═══ Supplied records

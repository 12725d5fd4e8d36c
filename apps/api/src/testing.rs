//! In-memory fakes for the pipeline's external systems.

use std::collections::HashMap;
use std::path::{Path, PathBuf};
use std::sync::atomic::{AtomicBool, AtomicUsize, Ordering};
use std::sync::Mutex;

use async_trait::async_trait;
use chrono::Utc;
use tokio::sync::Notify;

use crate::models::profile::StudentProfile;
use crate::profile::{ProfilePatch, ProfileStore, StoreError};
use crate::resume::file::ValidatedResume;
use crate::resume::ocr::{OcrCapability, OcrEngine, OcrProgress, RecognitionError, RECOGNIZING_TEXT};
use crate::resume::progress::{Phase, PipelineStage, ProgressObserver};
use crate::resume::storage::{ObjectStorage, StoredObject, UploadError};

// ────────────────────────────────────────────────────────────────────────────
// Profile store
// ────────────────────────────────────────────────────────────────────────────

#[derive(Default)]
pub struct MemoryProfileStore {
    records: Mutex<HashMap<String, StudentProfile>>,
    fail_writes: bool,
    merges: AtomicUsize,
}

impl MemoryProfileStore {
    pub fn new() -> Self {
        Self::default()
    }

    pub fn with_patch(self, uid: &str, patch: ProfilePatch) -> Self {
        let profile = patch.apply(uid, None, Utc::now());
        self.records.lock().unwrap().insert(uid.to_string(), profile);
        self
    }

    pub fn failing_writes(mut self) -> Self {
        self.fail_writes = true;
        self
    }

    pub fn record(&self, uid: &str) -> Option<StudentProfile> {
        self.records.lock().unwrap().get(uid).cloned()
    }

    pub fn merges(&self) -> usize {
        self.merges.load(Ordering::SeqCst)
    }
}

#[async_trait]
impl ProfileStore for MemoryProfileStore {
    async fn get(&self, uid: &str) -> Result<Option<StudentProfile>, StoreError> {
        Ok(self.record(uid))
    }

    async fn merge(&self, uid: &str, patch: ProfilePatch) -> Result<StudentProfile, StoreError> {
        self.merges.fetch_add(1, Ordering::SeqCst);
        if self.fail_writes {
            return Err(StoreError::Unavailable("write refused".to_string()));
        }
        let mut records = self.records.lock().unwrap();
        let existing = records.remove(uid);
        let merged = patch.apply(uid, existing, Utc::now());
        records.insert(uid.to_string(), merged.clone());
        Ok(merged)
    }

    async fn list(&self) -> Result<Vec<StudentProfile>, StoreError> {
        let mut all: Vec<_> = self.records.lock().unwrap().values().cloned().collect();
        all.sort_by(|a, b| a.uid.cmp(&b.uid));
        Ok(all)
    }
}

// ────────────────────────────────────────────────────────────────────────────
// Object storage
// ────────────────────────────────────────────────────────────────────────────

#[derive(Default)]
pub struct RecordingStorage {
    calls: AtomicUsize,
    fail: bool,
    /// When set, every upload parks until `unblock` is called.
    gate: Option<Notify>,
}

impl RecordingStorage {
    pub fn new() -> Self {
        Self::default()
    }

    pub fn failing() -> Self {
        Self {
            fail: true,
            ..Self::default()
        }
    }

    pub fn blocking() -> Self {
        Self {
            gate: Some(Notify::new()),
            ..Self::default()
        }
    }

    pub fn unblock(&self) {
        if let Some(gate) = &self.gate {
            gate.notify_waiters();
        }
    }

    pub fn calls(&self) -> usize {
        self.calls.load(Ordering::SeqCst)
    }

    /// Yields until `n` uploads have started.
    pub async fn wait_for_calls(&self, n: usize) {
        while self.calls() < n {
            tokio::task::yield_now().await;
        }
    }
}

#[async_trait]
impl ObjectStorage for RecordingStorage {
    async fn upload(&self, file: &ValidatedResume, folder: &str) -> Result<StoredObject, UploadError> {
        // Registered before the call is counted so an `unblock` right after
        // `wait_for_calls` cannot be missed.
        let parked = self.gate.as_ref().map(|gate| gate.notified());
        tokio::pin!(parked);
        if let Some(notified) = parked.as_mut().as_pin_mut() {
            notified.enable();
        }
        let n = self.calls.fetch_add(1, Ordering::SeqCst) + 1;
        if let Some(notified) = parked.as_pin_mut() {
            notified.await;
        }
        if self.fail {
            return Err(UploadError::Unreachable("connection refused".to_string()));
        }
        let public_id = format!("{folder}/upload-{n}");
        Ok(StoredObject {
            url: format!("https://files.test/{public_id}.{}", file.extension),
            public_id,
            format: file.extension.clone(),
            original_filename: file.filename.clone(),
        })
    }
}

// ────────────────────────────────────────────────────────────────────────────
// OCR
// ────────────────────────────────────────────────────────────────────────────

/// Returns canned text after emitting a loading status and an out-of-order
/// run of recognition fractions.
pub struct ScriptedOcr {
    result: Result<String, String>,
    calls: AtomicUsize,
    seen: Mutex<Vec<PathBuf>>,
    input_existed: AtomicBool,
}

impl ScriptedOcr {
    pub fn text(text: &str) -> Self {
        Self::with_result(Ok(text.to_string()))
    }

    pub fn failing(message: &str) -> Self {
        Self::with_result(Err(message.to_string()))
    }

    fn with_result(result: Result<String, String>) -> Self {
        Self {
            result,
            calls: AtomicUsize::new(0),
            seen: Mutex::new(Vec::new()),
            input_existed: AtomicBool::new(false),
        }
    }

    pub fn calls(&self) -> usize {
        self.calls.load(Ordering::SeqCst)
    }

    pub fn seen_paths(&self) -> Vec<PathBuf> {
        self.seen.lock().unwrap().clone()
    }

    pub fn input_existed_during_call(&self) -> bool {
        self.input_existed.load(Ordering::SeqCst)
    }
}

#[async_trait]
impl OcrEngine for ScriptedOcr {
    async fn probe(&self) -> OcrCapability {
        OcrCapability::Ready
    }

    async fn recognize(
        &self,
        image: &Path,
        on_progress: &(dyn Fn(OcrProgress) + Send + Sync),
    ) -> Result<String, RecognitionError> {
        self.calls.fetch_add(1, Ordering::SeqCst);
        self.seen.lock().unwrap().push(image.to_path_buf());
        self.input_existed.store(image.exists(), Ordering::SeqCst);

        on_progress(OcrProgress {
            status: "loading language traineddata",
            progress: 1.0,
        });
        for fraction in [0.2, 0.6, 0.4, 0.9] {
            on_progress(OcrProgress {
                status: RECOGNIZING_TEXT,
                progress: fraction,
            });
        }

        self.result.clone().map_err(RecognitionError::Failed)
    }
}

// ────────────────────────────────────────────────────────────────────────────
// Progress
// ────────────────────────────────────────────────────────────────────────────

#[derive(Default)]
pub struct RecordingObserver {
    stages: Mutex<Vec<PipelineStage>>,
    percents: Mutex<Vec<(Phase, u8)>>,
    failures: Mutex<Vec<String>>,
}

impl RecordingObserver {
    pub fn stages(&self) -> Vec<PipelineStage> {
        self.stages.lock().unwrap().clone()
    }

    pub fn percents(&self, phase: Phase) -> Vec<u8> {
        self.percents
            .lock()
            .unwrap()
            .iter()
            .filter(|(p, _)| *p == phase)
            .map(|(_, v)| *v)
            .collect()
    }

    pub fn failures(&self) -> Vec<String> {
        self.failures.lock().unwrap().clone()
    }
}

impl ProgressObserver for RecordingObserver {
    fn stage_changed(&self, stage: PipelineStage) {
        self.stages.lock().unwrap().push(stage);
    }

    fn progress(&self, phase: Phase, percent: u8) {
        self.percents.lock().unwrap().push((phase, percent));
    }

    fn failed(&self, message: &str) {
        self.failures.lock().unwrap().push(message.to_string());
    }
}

══════

Within the material above, transcribe exactly the lines that run from the line holding "use std::sync::Mutex;" through the line holding "use crate::resume::file::ValidatedResume;".

use std::sync::Mutex;

use async_trait::async_trait;
use chrono::Utc;
use tokio::sync::Notify;

use crate::models::profile::StudentProfile;
use crate::profile::{ProfilePatch, ProfileStore, StoreError};
use crate::resume::file::ValidatedResume;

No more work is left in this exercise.